INSTRUCTIONS FOR THE TASK:
Each line in the records that mentions the word "second" needs to be listed.

DATA FOR THE TASK:
□ □ □ □ □ □ □
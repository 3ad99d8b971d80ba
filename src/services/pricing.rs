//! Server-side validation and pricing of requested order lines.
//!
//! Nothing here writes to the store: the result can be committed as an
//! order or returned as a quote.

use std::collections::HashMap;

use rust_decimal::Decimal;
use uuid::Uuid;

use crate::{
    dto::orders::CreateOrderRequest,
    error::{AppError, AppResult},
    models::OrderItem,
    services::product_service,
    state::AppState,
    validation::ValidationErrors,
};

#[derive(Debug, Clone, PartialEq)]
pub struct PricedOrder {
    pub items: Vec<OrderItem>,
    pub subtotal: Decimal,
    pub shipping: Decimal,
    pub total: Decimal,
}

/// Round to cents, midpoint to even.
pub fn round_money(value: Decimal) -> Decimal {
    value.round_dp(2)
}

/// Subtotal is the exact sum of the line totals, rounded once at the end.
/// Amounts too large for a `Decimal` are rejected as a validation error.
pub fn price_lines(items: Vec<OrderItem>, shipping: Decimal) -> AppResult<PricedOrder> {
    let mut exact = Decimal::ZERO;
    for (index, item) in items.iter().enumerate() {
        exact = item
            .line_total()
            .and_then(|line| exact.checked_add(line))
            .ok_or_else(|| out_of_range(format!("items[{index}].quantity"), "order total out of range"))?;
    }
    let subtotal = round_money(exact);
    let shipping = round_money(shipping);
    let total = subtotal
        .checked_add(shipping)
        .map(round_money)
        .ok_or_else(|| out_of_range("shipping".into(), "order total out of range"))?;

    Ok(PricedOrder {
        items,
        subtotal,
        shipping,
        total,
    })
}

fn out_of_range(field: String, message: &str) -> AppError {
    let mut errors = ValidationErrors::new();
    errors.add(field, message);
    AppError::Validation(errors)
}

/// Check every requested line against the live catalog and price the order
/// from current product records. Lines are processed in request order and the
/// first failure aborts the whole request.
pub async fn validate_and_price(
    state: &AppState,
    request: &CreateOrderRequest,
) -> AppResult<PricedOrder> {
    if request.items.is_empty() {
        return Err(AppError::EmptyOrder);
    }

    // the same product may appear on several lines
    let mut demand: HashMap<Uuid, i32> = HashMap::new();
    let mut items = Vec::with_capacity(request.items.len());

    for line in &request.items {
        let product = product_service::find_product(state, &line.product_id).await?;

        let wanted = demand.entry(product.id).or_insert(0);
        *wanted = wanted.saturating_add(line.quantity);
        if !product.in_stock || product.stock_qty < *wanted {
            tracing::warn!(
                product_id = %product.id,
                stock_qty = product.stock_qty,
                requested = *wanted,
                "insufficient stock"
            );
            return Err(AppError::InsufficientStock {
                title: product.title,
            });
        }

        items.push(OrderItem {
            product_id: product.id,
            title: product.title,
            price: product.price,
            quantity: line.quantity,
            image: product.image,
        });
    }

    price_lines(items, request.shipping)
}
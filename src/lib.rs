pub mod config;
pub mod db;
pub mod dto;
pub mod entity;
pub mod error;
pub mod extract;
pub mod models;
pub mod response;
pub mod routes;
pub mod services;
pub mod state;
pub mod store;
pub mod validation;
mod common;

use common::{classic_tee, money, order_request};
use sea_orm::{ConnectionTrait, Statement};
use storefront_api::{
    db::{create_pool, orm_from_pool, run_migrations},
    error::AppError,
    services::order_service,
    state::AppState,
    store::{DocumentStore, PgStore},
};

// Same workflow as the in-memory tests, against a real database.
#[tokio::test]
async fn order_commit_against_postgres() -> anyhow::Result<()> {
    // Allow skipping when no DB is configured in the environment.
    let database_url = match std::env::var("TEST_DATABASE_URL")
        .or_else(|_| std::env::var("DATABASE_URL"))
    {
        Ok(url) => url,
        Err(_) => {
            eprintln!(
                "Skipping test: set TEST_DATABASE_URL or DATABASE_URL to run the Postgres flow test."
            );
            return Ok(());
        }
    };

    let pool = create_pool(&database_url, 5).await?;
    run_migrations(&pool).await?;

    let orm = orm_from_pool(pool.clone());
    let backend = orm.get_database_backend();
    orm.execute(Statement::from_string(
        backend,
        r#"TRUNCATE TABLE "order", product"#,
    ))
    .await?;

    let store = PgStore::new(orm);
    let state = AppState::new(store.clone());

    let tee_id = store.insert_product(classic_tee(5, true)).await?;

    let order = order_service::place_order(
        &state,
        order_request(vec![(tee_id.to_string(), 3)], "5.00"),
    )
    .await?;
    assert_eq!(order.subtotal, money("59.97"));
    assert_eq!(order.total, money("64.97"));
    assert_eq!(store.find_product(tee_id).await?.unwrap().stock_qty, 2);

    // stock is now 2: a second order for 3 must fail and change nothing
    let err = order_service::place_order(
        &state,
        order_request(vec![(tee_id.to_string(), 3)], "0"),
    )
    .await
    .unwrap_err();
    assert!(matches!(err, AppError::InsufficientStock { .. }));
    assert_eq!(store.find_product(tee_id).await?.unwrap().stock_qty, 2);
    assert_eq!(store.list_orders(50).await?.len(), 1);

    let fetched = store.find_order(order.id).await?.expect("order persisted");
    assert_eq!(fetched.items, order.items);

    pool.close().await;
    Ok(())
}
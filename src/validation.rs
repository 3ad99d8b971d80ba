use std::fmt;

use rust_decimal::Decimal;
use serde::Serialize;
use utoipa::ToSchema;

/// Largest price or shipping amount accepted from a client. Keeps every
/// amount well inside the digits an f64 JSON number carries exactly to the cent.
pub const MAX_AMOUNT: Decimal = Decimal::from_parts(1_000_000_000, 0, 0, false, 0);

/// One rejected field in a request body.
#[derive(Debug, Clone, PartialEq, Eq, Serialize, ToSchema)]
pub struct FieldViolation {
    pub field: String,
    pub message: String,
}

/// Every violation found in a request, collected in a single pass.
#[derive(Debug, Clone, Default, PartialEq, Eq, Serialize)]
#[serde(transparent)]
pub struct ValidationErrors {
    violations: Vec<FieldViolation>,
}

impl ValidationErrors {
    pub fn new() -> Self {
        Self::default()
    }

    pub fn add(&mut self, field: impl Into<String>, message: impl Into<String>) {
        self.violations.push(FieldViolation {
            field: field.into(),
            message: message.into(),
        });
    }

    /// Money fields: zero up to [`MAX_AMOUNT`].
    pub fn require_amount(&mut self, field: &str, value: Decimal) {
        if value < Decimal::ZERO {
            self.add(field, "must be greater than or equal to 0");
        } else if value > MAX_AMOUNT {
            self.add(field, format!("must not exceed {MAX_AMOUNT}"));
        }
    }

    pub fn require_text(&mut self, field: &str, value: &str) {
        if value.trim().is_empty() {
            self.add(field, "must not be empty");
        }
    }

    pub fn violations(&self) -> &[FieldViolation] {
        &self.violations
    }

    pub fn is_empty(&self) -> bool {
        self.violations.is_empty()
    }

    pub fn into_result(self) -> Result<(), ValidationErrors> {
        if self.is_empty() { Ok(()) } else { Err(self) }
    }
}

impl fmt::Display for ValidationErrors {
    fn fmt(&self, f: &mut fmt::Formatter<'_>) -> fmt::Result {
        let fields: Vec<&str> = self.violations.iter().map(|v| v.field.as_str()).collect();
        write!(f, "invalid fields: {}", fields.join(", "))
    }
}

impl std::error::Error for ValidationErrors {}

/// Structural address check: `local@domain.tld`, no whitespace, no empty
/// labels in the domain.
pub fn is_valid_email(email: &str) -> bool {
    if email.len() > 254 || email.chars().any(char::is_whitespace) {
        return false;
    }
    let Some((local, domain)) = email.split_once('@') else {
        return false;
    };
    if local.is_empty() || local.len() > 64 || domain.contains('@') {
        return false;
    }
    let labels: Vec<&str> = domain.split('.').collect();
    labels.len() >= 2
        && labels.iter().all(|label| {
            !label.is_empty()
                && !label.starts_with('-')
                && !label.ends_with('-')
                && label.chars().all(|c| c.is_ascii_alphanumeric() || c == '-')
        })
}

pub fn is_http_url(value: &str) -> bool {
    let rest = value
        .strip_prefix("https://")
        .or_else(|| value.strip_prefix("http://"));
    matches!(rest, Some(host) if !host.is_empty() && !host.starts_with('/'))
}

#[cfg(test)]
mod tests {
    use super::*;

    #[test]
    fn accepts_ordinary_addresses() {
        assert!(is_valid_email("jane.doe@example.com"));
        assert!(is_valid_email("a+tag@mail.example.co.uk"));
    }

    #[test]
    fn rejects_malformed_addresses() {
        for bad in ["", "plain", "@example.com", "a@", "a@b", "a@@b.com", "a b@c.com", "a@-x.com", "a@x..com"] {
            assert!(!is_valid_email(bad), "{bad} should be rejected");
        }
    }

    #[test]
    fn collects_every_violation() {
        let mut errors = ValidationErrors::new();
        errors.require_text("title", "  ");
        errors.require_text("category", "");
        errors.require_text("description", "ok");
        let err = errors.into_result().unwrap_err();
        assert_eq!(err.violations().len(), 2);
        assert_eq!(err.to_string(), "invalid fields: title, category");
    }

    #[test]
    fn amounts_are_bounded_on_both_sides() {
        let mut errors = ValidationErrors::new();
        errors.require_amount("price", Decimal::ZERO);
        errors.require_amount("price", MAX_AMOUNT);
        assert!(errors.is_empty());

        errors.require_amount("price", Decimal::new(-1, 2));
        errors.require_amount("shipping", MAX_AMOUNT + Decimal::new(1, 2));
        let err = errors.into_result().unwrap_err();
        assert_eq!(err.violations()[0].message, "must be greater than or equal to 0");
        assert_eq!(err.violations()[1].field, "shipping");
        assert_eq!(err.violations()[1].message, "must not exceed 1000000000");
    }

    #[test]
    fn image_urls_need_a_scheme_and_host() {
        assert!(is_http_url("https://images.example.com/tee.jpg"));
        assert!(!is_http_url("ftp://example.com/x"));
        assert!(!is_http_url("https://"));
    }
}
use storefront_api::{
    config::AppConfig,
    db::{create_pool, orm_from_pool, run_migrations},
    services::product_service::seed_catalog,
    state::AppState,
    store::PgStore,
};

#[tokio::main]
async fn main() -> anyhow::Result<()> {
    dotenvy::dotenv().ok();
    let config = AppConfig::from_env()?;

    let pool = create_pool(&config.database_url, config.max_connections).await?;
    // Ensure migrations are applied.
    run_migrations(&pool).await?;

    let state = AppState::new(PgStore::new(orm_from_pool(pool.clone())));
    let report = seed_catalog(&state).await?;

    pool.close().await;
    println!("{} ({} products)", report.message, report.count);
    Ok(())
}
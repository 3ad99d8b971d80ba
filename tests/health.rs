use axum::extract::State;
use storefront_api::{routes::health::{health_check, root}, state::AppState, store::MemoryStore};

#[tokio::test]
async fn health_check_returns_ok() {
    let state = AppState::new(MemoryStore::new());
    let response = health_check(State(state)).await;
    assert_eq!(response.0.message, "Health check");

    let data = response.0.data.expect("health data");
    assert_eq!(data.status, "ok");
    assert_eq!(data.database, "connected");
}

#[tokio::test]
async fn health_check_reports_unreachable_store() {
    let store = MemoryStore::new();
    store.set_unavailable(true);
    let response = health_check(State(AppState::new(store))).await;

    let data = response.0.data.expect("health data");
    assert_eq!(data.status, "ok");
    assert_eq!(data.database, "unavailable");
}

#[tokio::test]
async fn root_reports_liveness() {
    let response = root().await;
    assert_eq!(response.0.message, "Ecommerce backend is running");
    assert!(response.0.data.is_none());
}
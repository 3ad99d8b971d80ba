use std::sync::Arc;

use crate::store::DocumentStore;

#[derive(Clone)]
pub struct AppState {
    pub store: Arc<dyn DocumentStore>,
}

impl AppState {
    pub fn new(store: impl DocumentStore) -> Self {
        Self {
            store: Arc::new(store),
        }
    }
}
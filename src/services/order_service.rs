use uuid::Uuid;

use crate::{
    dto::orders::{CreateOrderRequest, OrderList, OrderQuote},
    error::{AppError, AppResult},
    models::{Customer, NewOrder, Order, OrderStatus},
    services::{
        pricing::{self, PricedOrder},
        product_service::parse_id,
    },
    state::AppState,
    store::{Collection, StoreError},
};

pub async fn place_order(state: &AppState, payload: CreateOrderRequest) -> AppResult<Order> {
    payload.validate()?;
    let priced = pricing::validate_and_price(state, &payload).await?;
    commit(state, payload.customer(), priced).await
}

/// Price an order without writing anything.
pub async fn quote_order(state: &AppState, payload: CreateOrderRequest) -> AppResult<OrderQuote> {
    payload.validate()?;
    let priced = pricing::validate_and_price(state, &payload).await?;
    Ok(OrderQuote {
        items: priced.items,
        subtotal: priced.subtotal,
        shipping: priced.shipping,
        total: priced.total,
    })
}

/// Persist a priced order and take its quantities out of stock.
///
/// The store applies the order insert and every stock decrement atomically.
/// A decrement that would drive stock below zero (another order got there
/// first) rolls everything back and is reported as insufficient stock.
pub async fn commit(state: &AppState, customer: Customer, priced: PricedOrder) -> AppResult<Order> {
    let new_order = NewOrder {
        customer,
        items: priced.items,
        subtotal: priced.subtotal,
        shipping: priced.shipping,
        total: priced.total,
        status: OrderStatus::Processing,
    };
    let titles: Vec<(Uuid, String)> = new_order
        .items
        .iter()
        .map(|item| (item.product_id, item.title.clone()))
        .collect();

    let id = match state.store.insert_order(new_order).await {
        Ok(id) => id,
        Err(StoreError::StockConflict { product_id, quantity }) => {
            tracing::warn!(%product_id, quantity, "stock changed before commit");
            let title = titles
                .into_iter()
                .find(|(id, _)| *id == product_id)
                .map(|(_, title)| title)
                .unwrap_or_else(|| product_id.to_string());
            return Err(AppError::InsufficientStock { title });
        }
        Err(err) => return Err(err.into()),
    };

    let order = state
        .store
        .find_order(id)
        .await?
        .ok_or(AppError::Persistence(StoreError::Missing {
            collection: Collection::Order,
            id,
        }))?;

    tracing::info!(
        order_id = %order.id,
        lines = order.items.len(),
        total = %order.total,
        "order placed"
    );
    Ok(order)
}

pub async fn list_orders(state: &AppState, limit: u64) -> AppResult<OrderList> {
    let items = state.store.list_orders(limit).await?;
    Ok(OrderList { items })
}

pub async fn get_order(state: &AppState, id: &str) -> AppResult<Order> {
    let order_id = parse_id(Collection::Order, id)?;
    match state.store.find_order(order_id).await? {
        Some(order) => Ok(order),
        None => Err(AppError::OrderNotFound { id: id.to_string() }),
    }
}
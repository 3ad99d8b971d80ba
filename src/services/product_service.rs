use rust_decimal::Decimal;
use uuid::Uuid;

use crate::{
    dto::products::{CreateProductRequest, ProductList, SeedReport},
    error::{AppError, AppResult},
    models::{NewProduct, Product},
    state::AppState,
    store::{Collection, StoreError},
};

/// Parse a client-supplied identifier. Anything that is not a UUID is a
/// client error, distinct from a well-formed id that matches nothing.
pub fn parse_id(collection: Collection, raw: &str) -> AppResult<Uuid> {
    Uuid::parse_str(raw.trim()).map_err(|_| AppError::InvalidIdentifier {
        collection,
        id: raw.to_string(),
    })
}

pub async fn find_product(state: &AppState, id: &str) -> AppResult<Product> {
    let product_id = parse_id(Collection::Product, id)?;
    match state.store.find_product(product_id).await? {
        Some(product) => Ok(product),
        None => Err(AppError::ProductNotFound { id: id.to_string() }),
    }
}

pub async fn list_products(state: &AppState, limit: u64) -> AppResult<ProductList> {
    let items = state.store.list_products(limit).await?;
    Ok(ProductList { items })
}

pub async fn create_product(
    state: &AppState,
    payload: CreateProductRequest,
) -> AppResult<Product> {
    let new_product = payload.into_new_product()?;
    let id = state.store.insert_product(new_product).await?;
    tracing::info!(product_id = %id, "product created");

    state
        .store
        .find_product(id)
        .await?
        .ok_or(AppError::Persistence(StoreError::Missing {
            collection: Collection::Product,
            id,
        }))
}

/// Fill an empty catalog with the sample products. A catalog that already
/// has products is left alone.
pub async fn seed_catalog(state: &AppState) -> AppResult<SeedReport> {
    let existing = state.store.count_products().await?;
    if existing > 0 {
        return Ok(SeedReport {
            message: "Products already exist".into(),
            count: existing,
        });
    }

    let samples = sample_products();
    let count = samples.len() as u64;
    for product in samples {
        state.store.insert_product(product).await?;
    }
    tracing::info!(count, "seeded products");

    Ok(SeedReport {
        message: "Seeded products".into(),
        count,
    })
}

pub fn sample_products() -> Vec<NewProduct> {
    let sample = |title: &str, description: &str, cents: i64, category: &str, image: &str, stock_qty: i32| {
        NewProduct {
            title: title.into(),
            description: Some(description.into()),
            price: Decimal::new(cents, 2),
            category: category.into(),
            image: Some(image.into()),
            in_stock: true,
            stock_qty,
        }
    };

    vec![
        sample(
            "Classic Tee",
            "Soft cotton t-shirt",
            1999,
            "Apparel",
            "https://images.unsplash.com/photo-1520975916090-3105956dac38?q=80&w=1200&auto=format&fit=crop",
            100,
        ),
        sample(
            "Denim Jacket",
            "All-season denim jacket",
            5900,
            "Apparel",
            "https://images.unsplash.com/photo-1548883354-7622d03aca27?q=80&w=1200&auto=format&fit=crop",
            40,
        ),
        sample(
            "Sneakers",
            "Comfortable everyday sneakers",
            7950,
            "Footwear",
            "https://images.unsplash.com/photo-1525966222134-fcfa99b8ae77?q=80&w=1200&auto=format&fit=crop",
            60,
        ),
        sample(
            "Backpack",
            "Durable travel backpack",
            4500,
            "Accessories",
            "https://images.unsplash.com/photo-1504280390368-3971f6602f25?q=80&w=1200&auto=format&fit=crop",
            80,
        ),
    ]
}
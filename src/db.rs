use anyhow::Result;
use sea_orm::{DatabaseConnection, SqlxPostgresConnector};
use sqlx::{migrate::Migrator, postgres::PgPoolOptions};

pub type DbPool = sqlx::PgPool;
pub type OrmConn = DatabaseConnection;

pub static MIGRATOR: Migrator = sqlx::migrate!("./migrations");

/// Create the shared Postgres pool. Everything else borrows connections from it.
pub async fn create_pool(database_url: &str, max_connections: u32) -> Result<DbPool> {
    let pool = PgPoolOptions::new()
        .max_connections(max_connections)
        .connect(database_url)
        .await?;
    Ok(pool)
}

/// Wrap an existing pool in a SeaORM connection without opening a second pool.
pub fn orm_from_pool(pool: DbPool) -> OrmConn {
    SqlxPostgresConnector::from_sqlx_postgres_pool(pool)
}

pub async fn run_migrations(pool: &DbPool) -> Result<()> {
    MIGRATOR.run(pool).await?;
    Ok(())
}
□ □ □ □ □ □ □
ANSWER SECTION:
    // stock is now 2: a second order for 3 must fail and change nothing
/// Wrap an existing pool in a SeaORM connection without opening a second pool.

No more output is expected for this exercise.